As this story notes, a third of the US adult population is obese, and the situation has only worsened in recent years, despite concerted public health efforts to address this serious public health threat. Pills, though, are just one part of the equation. From reading this story, people might believe that the only reason people are obese is because they don’t have access to the right pills. How does this explain the huge contrast between the US and other developed countries in terms of obesity? How does this explain the rapid rise in average body-mass index over the past three decades and the resulting rise in diabetes, heart disease and other health problems?
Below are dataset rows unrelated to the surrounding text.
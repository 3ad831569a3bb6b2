//! API module
//!
//! Contains HTTP request handlers for the place-search endpoints

pub mod places;
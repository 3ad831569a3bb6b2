//! Place Scout Backend
//!
//! A REST API that relays place-search requests through a language model and
//! the Google Maps geocoding and Places endpoints. Candidate places are
//! generated, sanity-filtered against the Indonesia bounding box, and
//! enriched with geocoded addresses before they reach the caller.

use axum::{
    extract::Request,
    middleware::Next,
    response::Response,
    routing::{get, post},
    Json, Router,
};
use place_scout_backend::api;
use place_scout_backend::config::Config;
use place_scout_backend::orchestrator::{PipelineDefaults, PlaceOrchestrator};
use serde::Serialize;
use std::net::SocketAddr;
use std::sync::Arc;
use std::time::Instant;
use tower_http::{cors::CorsLayer, trace::TraceLayer};
use tracing::{info, info_span, Instrument};
use uuid::Uuid;

#[derive(Serialize)]
struct HelloResponse {
    message: String,
    status: String,
}

#[derive(Serialize)]
struct HealthResponse {
    status: String,
    version: String,
    message: String,
}

/// Request ID middleware - adds unique ID to each request for tracing
async fn request_id_middleware(request: Request, next: Next) -> Response {
    let request_id = Uuid::new_v4().to_string();
    let method = request.method().clone();
    let uri = request.uri().clone();
    let start = Instant::now();

    let span = info_span!(
        "request",
        request_id = %request_id,
        method = %method,
        uri = %uri,
    );

    let response = next.run(request).instrument(span).await;

    let duration = start.elapsed();
    info!(
        request_id = %request_id,
        method = %method,
        uri = %uri,
        status = %response.status().as_u16(),
        duration_ms = duration.as_millis(),
        "Request completed"
    );

    response
}

#[tokio::main]
async fn main() -> anyhow::Result<()> {
    // Initialize tracing
    tracing_subscriber::fmt()
        .with_env_filter(tracing_subscriber::EnvFilter::from_default_env())
        .init();

    // Load configuration
    let config = Config::from_env();
    info!("Configuration loaded: {:?}", config);

    // Build the orchestrator; credentials are injected here, nothing reads
    // the environment past this point.
    let orchestrator = Arc::new(PlaceOrchestrator::new(
        &config.credentials,
        PipelineDefaults::default(),
    ));

    // Build our application with routes
    let app = Router::new()
        // Health check and hello world
        .route("/", get(hello_world))
        .route("/api/health", get(health_check))
        // Place-search API
        .route("/info-place", get(api::places::info_place))
        .route("/nearby-place", post(api::places::nearby_place))
        .route("/listSearch", post(api::places::list_search))
        // Middleware (order matters - request_id should be first)
        .layer(axum::middleware::from_fn(request_id_middleware))
        .layer(
            TraceLayer::new_for_http().make_span_with(|request: &axum::http::Request<_>| {
                tracing::info_span!(
                    "http_request",
                    method = %request.method(),
                    uri = %request.uri(),
                )
            }),
        )
        .layer(CorsLayer::permissive()) // Allow CORS for the frontend
        .with_state(orchestrator);

    // Bind to address from config
    let addr: SocketAddr = config
        .server_addr()
        .parse()
        .map_err(|e| anyhow::anyhow!("Invalid server address: {}", e))?;

    info!("Server running on http://{}", addr);
    info!("Version: {}", env!("CARGO_PKG_VERSION"));

    let listener = tokio::net::TcpListener::bind(&addr).await?;

    // Setup graceful shutdown
    axum::serve(listener, app)
        .with_graceful_shutdown(shutdown_signal())
        .await?;

    info!("Server shutdown complete");
    Ok(())
}

/// Handle graceful shutdown signals (Ctrl+C, SIGTERM)
async fn shutdown_signal() {
    let ctrl_c = async {
        tokio::signal::ctrl_c()
            .await
            .expect("failed to install Ctrl+C handler");
    };

    #[cfg(unix)]
    let terminate = async {
        tokio::signal::unix::signal(tokio::signal::unix::SignalKind::terminate())
            .expect("failed to install signal handler")
            .recv()
            .await;
    };

    #[cfg(not(unix))]
    let terminate = std::future::pending::<()>();

    tokio::select! {
        _ = ctrl_c => {
            info!("Received Ctrl+C, shutting down gracefully...");
        },
        _ = terminate => {
            info!("Received SIGTERM, shutting down gracefully...");
        },
    }
}

async fn hello_world() -> Json<HelloResponse> {
    Json(HelloResponse {
        message: "Hello from Place Scout Backend!".to_string(),
        status: "ok".to_string(),
    })
}

async fn health_check() -> Json<HealthResponse> {
    Json(HealthResponse {
        status: "healthy".to_string(),
        version: env!("CARGO_PKG_VERSION").to_string(),
        message: "Backend is healthy".to_string(),
    })
}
The story accepts as its underlying premise that obesity would melt away if drug companies could find the right pill and that they are being scared away by the big bad FDA. Even a story that is primarily focused on the drug industry and not the root causes of obesity should have given more weight to the evidence about the health problems resulting from obesity drugs.
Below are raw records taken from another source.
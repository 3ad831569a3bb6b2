//! Place Scout Backend Library
//!
//! This library exposes modules for testing and external use.
//! The main binary is in `src/main.rs`.

pub mod api;
pub mod config;
pub mod error;
pub mod orchestrator;
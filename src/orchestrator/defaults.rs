//! Pipeline defaults
//!
//! Centralized defaults for the place pipeline: upstream endpoints, the
//! completion model, and the tuning knobs the route handlers fall back to.
//! Tests override the endpoint URLs to point at mock servers.

/// Tunable defaults for the place pipeline
#[derive(Debug, Clone)]
pub struct PipelineDefaults {
    /// Gemini model name
    pub gemini_model: String,
    /// Gemini API base URL
    pub gemini_base_url: String,
    /// Google geocoding API endpoint (forward and reverse)
    pub geocode_url: String,
    /// Google Places nearby-search endpoint
    pub nearby_search_url: String,
    /// Search radius in meters applied when the request omits one
    pub default_radius_m: f64,
    /// Maximum number of places requested from nearby search
    pub max_result_count: u32,
    /// Place category applied when an address search omits one
    pub default_category: String,
}

impl Default for PipelineDefaults {
    fn default() -> Self {
        Self {
            gemini_model: "gemini-2.5-flash".to_string(),
            gemini_base_url: "https://generativelanguage.googleapis.com/v1beta".to_string(),
            geocode_url: "https://maps.googleapis.com/maps/api/geocode/json".to_string(),
            nearby_search_url: "https://places.googleapis.com/v1/places:searchNearby".to_string(),
            default_radius_m: 1000.0,
            max_result_count: 30,
            default_category: "tourist_attraction".to_string(),
        }
    }
}

#[cfg(test)]
mod tests {
    use super::*;

    #[test]
    fn defaults_match_production_endpoints() {
        let defaults = PipelineDefaults::default();
        assert_eq!(defaults.default_radius_m, 1000.0);
        assert_eq!(defaults.max_result_count, 30);
        assert!(defaults.gemini_base_url.starts_with("https://"));
        assert!(defaults.geocode_url.contains("maps.googleapis.com"));
        assert!(defaults.nearby_search_url.contains("searchNearby"));
    }
}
The story never mentions the costs of drug or surgical treatments, even though it discusses numerous treatments. We wish it had spent some time on this point. The story mentions that diet programs can be not “affordable” in the long term, but what about drug treatments? Especially those that have only modest efficacy? How much does a drug like Contrave typically cost a patient? These would have been easy issues to address.
The benefits of these drugs are not quantified. Instead, the benefits of exercise and diet are cited, but only to note that those remedies are ultimately ineffectual. This seems to be a selective reading of the literature.
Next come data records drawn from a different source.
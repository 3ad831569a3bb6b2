//! Application configuration
//!
//! Centralized configuration management with environment variable support
//! and sensible defaults. Upstream credentials are read here once and
//! injected into the orchestrator at construction time; no module reads
//! ambient process state after startup.

use std::env;

/// Application configuration
#[derive(Debug, Clone)]
pub struct Config {
    /// Server configuration
    pub server: ServerConfig,
    /// Upstream service credentials
    pub credentials: CredentialConfig,
}

/// Server configuration
#[derive(Debug, Clone)]
pub struct ServerConfig {
    /// Port to bind the server to
    pub port: u16,
    /// Host address to bind to
    pub host: String,
}

/// Upstream service credentials
#[derive(Clone)]
pub struct CredentialConfig {
    /// API key for the Gemini completion endpoint
    pub gemini_api_key: String,
    /// API key for the Google Maps geocoding and Places endpoints
    pub maps_api_key: String,
}

// Manual Debug so key material never lands in logs.
impl std::fmt::Debug for CredentialConfig {
    fn fmt(&self, f: &mut std::fmt::Formatter<'_>) -> std::fmt::Result {
        f.debug_struct("CredentialConfig")
            .field("gemini_api_key", &"<redacted>")
            .field("maps_api_key", &"<redacted>")
            .finish()
    }
}

impl Config {
    /// Load configuration from environment variables with defaults
    ///
    /// Missing credentials default to empty strings; the upstream clients
    /// reject empty keys on first use rather than at startup.
    pub fn from_env() -> Self {
        Self {
            server: ServerConfig {
                port: env::var("PORT")
                    .ok()
                    .and_then(|p| p.parse().ok())
                    .unwrap_or(3050),
                host: env::var("HOST").unwrap_or_else(|_| "0.0.0.0".to_string()),
            },
            credentials: CredentialConfig {
                gemini_api_key: env::var("GEMINI_API_KEY").unwrap_or_default(),
                maps_api_key: env::var("GOOGLE_MAPS_API_KEY").unwrap_or_default(),
            },
        }
    }

    /// Get the server address as a string
    pub fn server_addr(&self) -> String {
        format!("{}:{}", self.server.host, self.server.port)
    }
}

#[cfg(test)]
mod tests {
    use super::*;

    #[test]
    fn server_addr_joins_host_and_port() {
        let config = Config {
            server: ServerConfig {
                port: 3050,
                host: "127.0.0.1".to_string(),
            },
            credentials: CredentialConfig {
                gemini_api_key: String::new(),
                maps_api_key: String::new(),
            },
        };
        assert_eq!(config.server_addr(), "127.0.0.1:3050");
    }

    #[test]
    fn credential_debug_is_redacted() {
        let creds = CredentialConfig {
            gemini_api_key: "secret".to_string(),
            maps_api_key: "also-secret".to_string(),
        };
        let rendered = format!("{:?}", creds);
        assert!(!rendered.contains("secret"));
        assert!(rendered.contains("<redacted>"));
    }
}
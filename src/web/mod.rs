use crate::{ApiError, AppState};
use axum::{extract::rejection::JsonRejection, extract::FromRequest, routing::get, Json, Router};
use serde_json::{json, Value};
use std::sync::Arc;
use tracing::debug;

pub mod admin;
pub mod auth;
pub mod chat;
pub mod generate;
pub mod generations;
pub mod providers;
pub mod stripe_routes;
pub mod user;
pub mod webhooks;

pub fn router(app_state: Arc<AppState>) -> Router<()> {
    Router::new()
        .route("/health", get(health))
        .merge(generate::router(app_state.clone()))
        .merge(generations::router(app_state.clone()))
        .merge(chat::router(app_state.clone()))
        .merge(user::router(app_state.clone()))
        .merge(providers::router(app_state.clone()))
        .merge(admin::router(app_state.clone()))
        .merge(stripe_routes::router(app_state.clone()))
        .merge(webhooks::router(app_state))
}

/// JSON request body whose rejections render as `ApiError` (400) instead of
/// axum's plain-text 415/422.
#[derive(FromRequest)]
#[from_request(via(axum::Json), rejection(ApiError))]
pub struct JsonBody<T>(pub T);

impl From<JsonRejection> for ApiError {
    fn from(rejection: JsonRejection) -> Self {
        debug!("Rejected request body: {}", rejection.body_text());
        ApiError::ValidationFailed(json!({ "body": rejection.body_text() }))
    }
}

async fn health() -> Json<Value> {
    Json(json!({ "status": "ok" }))
}

#[cfg(test)]
mod tests {
    use super::*;
    use crate::test_support::{bearer, test_config, test_state, MemoryDb};
    use axum::body::Body;
    use axum::http::{Request, StatusCode};
    use tower::ServiceExt;

    #[tokio::test]
    async fn test_health_and_merged_routes() {
        let state = test_state(Arc::new(MemoryDb::default()), test_config(None));
        let app = router(state);

        let response = app
            .clone()
            .oneshot(Request::get("/health").body(Body::empty()).unwrap())
            .await
            .unwrap();
        assert_eq!(response.status(), StatusCode::OK);
        let body = axum::body::to_bytes(response.into_body(), usize::MAX)
            .await
            .unwrap();
        let json: Value = serde_json::from_slice(&body).unwrap();
        assert_eq!(json["status"], "ok");

        let response = app
            .clone()
            .oneshot(
                Request::get("/api/user/credits")
                    .header("authorization", bearer("user_root"))
                    .body(Body::empty())
                    .unwrap(),
            )
            .await
            .unwrap();
        assert_eq!(response.status(), StatusCode::OK);

        let response = app
            .oneshot(Request::get("/api/providers").body(Body::empty()).unwrap())
            .await
            .unwrap();
        assert_eq!(response.status(), StatusCode::UNAUTHORIZED);
    }
}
Although some harms are mentioned, the story never quantifies them. It should not have to recite detailed rates of adverse events for every drug mentioned, but it would have been nice to see at least one example detailed.
This story is all about the quality of the evidence. Dr. Thomas’ quote is a case in point. “”It’s a balance,” Thomas added. Each panel carefully weighs a drug’s effectiveness against its safety. If weight-loss results look good, then potential side effects (unless they’re extremely serious) might not be weighed so heavily. But if a drug isn’t very effective, “then the safety issues become magnified.” So, for example, in the case of lorcaserin, panel members were hesitant to recommend approval because trials “barely proved” effectiveness, Thomas said.”
The story engages in disease-mongering by presenting obesity as a disease that can be cured, if only the right pill is developed. Obesity deserves to be treated as a disease, but it doesn’t necessary follow that pharmaceuticals offer the only real hope of effective treatment or prevention.
This story is framed as forecast of a frightening future in which drug companies stop investing in experimental weight loss pills… as if the central problem is heavy-handed regulation, rather than the difficulty of altering metabolism and other biological systems in a way that doesn’t produce unhealthy side effects. While there are independent sources that present a variety of viewpoints, readers should have told about the ties some of them have to the pharmaceutical industry. The Obesity Society, which provides the first source in the story, is funded almost entirely by drug companies. One of the quoted experts, Dr. Judith Stern, is an accomplished obesity researcher, but she is also the co-founder of the group that is now the Obesity Society. Dr. Ken Fujioka received $12,400 from drug companies in 2009. None of these conflicts is noted.
The story does compare the pill approach to other methods, but we feel that the comparisons are made merely to knock down all other alternatives. This was not a serious comparison.
The story’s focus is on the lack of treatment and the inability for any obesity drug to gain any traction. It does a good job on this score. It takes readers carefully through the history of anti-obesity drugs and presents, in broad terms, their successes and subsequent failures.
The story does a great job explaining how difficult it has been to find a drug that will actually reduce people’s weight without raising their risk for other problems, particularly cardiovascular problems.
The story does not rely on a news release.